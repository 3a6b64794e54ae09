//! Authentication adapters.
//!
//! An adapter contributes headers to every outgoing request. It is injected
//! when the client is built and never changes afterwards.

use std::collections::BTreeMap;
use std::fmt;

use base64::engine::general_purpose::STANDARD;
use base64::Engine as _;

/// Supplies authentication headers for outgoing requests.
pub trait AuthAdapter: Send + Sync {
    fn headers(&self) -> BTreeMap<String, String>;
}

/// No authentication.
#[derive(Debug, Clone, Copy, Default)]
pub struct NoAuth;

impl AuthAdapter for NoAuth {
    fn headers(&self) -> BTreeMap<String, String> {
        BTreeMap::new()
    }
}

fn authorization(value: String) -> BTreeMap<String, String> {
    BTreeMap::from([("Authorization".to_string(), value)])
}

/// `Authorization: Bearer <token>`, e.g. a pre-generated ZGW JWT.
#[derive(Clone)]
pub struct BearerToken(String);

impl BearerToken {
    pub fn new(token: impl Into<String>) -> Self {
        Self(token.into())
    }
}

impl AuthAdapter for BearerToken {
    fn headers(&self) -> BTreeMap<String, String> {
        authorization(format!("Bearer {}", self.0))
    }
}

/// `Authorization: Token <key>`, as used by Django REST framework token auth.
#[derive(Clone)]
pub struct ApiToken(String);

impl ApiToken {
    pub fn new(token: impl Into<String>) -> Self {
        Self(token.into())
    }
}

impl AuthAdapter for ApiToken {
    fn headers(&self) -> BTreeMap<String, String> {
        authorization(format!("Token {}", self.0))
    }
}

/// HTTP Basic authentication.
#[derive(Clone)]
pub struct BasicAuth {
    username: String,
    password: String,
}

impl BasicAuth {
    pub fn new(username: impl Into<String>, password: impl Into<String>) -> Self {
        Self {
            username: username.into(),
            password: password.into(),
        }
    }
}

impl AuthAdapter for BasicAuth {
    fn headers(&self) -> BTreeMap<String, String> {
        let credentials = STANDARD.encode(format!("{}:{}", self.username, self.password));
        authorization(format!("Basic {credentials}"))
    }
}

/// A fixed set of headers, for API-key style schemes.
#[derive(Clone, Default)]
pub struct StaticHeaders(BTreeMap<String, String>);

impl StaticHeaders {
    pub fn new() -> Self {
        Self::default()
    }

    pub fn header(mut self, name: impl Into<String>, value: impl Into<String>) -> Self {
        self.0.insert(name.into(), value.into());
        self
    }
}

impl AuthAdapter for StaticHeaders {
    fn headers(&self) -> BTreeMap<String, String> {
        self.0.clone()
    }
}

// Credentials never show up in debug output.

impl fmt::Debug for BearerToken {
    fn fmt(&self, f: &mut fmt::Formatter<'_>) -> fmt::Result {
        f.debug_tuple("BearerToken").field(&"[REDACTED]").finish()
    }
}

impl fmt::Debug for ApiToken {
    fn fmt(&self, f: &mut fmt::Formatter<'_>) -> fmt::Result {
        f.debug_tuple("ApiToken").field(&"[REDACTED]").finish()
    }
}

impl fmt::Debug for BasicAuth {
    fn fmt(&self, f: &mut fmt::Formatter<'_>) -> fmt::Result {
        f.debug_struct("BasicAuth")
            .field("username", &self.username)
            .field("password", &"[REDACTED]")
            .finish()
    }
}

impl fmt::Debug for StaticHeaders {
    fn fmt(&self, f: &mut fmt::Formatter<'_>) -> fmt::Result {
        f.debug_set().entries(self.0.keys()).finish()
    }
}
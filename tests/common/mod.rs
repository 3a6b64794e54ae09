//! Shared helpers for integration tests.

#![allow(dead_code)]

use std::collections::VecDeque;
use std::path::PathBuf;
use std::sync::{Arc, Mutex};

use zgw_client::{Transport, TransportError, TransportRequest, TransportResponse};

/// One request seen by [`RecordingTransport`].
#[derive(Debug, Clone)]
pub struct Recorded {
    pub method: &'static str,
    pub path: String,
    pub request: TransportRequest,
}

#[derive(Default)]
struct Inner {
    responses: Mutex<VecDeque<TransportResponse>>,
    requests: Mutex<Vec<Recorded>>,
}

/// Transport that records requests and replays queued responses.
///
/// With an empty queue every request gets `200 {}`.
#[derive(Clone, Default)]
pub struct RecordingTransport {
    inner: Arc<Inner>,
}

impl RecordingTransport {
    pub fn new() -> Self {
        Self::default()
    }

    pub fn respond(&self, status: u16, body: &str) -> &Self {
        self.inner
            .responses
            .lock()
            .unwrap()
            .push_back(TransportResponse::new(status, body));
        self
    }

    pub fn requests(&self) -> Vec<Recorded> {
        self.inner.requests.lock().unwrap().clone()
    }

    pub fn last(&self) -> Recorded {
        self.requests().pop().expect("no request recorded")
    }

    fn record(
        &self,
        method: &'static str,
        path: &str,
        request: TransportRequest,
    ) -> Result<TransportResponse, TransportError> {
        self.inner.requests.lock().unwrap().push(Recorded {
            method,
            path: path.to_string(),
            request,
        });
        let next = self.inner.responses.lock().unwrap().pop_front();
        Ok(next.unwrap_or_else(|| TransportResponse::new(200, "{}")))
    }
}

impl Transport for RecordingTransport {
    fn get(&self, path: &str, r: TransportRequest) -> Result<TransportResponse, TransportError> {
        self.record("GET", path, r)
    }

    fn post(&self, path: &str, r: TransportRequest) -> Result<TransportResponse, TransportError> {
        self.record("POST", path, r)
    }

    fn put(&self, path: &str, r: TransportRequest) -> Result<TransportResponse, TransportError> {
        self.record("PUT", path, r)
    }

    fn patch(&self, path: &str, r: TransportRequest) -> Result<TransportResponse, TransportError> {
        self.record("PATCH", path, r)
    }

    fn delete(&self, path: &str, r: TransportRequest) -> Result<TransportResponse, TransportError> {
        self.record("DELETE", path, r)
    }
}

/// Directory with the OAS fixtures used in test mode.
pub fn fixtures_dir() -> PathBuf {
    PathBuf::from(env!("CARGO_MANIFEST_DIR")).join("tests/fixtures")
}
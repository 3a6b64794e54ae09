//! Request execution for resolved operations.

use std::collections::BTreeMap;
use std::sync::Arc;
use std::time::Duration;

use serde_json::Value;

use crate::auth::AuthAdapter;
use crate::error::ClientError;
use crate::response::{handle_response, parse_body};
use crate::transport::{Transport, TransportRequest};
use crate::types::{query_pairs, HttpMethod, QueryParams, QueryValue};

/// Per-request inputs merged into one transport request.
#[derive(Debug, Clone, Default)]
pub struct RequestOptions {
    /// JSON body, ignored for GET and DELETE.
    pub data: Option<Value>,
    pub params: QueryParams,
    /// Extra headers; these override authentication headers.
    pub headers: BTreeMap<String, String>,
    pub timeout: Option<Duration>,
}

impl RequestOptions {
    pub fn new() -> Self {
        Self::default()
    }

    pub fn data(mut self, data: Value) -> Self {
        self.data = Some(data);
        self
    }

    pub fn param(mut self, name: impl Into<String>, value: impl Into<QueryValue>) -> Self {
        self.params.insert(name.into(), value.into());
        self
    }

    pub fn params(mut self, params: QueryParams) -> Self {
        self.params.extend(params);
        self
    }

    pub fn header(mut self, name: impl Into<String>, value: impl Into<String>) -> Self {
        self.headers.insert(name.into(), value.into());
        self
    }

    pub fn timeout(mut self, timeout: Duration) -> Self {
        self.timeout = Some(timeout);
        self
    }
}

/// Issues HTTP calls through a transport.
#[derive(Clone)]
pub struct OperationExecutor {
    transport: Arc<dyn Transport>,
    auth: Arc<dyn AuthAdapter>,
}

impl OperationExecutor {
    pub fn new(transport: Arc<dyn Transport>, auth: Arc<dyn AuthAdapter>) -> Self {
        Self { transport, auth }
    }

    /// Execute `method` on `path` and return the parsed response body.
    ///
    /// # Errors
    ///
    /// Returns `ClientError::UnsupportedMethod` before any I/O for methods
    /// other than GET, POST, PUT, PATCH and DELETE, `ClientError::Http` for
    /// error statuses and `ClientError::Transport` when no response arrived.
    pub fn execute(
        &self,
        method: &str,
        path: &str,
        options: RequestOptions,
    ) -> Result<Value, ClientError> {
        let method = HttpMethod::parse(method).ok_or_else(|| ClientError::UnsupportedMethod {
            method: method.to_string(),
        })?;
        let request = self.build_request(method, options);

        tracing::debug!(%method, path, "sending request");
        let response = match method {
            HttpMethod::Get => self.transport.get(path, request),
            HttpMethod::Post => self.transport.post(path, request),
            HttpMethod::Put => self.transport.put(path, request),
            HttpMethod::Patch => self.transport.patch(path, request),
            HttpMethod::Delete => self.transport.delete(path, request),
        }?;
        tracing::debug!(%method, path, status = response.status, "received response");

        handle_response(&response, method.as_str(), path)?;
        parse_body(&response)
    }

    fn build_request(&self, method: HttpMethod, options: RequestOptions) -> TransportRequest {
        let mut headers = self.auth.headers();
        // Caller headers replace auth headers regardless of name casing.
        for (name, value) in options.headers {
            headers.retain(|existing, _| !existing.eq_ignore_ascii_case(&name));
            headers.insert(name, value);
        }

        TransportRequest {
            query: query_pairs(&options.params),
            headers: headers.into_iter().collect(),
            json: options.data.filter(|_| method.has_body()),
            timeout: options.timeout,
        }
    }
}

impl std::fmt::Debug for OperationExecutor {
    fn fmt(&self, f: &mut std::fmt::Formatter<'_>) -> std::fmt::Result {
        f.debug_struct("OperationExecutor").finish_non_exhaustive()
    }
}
• • • •
From the first line of the data above to the line containing "fn authorization(value: String)", repeat everything exactly and add nothing.

**WRITTEN RESPONSE:**
repository 3a6b64794e54ae09
//! Authentication adapters.
//!
//! An adapter contributes headers to every outgoing request. It is injected
//! when the client is built and never changes afterwards.

use std::collections::BTreeMap;
use std::fmt;

use base64::engine::general_purpose::STANDARD;
use base64::Engine as _;

/// Supplies authentication headers for outgoing requests.
pub trait AuthAdapter: Send + Sync {
    fn headers(&self) -> BTreeMap<String, String>;
}

/// No authentication.
#[derive(Debug, Clone, Copy, Default)]
pub struct NoAuth;

impl AuthAdapter for NoAuth {
    fn headers(&self) -> BTreeMap<String, String> {
        BTreeMap::new()
    }
}

fn authorization(value: String) -> BTreeMap<String, String> {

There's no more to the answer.